What the task requires: Look through the entries. Copy each line that has the word "submissions".

··· Material provided ···

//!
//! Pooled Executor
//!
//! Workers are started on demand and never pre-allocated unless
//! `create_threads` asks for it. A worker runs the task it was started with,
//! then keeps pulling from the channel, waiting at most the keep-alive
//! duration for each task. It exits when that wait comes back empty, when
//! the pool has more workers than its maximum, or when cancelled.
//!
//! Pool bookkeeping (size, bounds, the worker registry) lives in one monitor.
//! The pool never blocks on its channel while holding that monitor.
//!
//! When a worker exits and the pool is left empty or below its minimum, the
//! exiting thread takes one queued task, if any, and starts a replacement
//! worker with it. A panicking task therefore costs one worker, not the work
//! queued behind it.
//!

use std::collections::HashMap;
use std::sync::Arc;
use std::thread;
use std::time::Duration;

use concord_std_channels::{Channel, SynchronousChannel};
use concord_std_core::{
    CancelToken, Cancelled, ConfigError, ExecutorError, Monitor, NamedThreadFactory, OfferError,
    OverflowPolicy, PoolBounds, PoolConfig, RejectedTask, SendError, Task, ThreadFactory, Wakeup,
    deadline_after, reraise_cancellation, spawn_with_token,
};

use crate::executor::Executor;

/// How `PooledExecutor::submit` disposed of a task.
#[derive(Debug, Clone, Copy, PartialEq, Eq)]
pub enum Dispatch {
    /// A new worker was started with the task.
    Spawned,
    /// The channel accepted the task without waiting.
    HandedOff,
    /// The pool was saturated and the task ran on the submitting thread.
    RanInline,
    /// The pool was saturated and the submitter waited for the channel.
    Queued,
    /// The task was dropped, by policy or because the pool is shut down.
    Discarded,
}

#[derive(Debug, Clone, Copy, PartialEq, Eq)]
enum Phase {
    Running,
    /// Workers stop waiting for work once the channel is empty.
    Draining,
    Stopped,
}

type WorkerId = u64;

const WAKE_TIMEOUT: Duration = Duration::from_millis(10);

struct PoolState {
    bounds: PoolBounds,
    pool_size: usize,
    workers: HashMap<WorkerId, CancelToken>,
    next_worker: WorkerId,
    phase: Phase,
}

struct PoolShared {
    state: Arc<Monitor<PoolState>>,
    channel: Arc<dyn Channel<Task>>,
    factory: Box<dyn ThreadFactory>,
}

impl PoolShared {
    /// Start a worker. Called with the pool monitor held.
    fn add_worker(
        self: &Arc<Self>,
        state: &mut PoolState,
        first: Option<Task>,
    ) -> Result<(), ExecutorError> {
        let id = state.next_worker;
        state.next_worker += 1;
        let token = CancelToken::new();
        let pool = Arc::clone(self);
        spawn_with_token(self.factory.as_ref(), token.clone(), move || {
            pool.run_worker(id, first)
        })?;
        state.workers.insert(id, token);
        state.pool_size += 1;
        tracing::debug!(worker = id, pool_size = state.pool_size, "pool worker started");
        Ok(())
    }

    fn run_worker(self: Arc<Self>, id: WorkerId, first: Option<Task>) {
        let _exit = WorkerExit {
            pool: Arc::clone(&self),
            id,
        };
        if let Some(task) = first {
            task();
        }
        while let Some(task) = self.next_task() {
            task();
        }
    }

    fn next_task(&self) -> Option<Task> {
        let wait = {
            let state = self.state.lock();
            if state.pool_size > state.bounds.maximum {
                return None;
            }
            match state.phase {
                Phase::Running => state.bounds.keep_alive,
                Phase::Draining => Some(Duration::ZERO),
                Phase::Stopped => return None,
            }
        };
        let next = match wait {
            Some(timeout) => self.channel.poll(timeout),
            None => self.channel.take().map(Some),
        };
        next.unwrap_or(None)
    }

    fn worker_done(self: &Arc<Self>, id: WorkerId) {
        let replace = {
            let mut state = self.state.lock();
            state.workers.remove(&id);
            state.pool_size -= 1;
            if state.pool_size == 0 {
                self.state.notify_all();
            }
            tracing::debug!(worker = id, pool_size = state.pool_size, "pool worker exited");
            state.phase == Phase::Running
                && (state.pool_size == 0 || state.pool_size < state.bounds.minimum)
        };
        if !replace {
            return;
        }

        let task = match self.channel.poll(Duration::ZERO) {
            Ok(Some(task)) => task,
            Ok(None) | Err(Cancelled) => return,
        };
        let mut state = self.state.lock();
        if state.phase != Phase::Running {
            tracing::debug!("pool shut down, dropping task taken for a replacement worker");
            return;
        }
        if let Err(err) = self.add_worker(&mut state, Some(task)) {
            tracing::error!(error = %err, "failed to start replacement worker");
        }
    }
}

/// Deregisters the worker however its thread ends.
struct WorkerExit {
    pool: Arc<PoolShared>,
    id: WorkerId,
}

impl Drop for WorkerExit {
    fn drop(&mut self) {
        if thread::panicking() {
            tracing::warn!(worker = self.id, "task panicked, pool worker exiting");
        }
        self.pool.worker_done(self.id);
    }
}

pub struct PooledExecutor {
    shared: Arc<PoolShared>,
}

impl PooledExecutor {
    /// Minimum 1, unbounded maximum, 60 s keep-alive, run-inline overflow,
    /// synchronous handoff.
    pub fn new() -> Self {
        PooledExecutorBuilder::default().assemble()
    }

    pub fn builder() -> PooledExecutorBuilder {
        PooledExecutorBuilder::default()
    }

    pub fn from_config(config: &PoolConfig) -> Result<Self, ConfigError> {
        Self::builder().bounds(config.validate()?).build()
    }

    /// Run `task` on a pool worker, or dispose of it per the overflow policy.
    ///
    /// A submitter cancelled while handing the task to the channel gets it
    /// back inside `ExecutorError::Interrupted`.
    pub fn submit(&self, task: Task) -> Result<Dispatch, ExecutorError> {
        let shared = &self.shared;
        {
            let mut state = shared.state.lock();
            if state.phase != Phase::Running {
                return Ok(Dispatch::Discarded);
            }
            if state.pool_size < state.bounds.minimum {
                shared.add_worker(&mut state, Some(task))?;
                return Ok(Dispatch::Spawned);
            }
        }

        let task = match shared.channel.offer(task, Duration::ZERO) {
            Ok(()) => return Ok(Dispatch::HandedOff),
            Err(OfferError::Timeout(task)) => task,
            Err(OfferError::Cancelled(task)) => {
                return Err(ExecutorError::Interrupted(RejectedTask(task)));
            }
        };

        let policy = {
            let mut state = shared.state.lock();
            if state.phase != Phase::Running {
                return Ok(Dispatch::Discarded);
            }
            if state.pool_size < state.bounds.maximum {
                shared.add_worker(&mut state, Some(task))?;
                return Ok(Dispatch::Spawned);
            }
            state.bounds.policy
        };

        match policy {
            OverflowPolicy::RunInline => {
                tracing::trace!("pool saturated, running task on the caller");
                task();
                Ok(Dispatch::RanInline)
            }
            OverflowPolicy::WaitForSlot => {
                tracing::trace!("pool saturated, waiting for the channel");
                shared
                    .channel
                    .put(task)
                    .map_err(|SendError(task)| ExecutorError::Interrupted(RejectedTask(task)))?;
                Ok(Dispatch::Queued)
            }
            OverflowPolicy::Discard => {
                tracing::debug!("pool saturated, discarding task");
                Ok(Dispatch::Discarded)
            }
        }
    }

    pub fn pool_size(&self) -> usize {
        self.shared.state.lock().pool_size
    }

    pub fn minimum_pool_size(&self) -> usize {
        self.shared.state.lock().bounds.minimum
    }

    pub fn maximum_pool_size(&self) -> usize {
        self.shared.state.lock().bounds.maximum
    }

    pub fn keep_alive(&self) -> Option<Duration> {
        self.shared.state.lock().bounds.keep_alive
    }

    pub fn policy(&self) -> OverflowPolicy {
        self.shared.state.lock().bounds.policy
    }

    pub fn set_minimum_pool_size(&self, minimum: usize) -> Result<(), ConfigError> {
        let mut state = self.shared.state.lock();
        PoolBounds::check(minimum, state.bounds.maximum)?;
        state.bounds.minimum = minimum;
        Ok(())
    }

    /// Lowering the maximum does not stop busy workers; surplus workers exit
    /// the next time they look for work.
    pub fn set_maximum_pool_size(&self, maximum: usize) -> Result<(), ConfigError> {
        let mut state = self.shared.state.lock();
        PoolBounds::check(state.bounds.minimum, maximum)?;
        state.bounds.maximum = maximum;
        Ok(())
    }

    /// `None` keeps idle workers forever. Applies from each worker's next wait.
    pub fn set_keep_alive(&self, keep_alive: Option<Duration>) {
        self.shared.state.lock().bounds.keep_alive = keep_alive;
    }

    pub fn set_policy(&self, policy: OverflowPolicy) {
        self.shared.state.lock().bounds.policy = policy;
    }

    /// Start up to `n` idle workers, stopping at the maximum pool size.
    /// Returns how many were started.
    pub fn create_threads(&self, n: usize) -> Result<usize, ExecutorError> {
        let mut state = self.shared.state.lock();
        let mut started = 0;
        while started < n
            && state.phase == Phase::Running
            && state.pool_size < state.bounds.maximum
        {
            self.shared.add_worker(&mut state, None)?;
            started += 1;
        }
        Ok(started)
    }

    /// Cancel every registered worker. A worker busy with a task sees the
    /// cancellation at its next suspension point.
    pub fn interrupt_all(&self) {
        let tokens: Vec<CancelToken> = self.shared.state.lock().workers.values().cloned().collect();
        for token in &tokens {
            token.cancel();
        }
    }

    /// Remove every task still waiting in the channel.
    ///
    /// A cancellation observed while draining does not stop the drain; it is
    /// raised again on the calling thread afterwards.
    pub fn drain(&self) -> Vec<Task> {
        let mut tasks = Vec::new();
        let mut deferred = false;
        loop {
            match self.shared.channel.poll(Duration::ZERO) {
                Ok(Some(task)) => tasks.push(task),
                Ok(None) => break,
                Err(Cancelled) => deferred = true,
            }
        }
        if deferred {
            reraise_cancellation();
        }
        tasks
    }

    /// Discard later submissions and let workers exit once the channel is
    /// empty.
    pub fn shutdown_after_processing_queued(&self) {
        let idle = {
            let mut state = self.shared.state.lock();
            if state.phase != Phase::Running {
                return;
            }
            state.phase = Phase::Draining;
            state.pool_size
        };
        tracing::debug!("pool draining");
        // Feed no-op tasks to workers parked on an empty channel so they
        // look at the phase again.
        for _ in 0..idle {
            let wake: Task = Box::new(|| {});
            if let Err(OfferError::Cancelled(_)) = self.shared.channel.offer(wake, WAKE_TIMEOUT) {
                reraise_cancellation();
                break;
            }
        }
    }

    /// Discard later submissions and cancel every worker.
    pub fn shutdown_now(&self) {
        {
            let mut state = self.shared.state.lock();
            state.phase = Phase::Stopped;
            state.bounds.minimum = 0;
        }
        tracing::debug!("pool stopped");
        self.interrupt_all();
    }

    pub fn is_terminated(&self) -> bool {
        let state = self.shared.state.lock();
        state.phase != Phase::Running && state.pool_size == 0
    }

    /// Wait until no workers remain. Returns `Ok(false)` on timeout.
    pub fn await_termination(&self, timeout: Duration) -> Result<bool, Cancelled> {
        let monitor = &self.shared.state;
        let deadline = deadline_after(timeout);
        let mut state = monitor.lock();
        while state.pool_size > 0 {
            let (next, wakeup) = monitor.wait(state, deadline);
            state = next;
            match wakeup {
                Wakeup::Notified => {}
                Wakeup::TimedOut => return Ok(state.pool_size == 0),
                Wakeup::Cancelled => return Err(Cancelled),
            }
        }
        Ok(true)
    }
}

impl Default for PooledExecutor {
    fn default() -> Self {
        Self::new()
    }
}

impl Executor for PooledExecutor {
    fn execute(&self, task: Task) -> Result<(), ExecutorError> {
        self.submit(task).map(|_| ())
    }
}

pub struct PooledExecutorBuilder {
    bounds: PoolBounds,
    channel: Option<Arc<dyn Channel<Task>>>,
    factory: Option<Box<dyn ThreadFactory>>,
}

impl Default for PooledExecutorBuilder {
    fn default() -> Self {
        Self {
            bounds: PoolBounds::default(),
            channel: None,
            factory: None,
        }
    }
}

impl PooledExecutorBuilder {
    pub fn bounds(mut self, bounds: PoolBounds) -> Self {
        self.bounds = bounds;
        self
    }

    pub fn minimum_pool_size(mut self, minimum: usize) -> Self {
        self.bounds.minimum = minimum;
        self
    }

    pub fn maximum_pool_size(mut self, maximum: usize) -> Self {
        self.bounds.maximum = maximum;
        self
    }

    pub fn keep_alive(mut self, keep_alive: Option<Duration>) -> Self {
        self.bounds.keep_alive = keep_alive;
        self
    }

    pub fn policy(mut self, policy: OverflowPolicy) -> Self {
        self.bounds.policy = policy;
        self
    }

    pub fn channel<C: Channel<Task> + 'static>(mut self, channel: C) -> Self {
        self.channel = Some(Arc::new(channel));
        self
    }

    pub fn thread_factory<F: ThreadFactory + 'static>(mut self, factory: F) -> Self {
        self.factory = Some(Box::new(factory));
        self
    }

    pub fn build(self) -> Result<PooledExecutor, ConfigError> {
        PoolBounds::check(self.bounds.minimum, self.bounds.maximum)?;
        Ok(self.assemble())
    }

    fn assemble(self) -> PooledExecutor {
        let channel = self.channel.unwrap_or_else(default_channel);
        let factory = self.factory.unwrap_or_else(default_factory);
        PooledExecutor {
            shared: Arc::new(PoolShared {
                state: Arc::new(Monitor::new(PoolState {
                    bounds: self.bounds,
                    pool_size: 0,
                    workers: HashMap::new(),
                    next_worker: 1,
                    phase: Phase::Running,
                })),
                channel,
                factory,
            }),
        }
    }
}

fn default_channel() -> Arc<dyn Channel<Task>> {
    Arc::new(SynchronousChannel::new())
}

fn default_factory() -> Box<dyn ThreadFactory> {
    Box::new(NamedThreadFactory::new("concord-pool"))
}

···

Solution to this task:
    /// Discard later submissions and let workers exit once the channel is
    /// Discard later submissions and cancel every worker.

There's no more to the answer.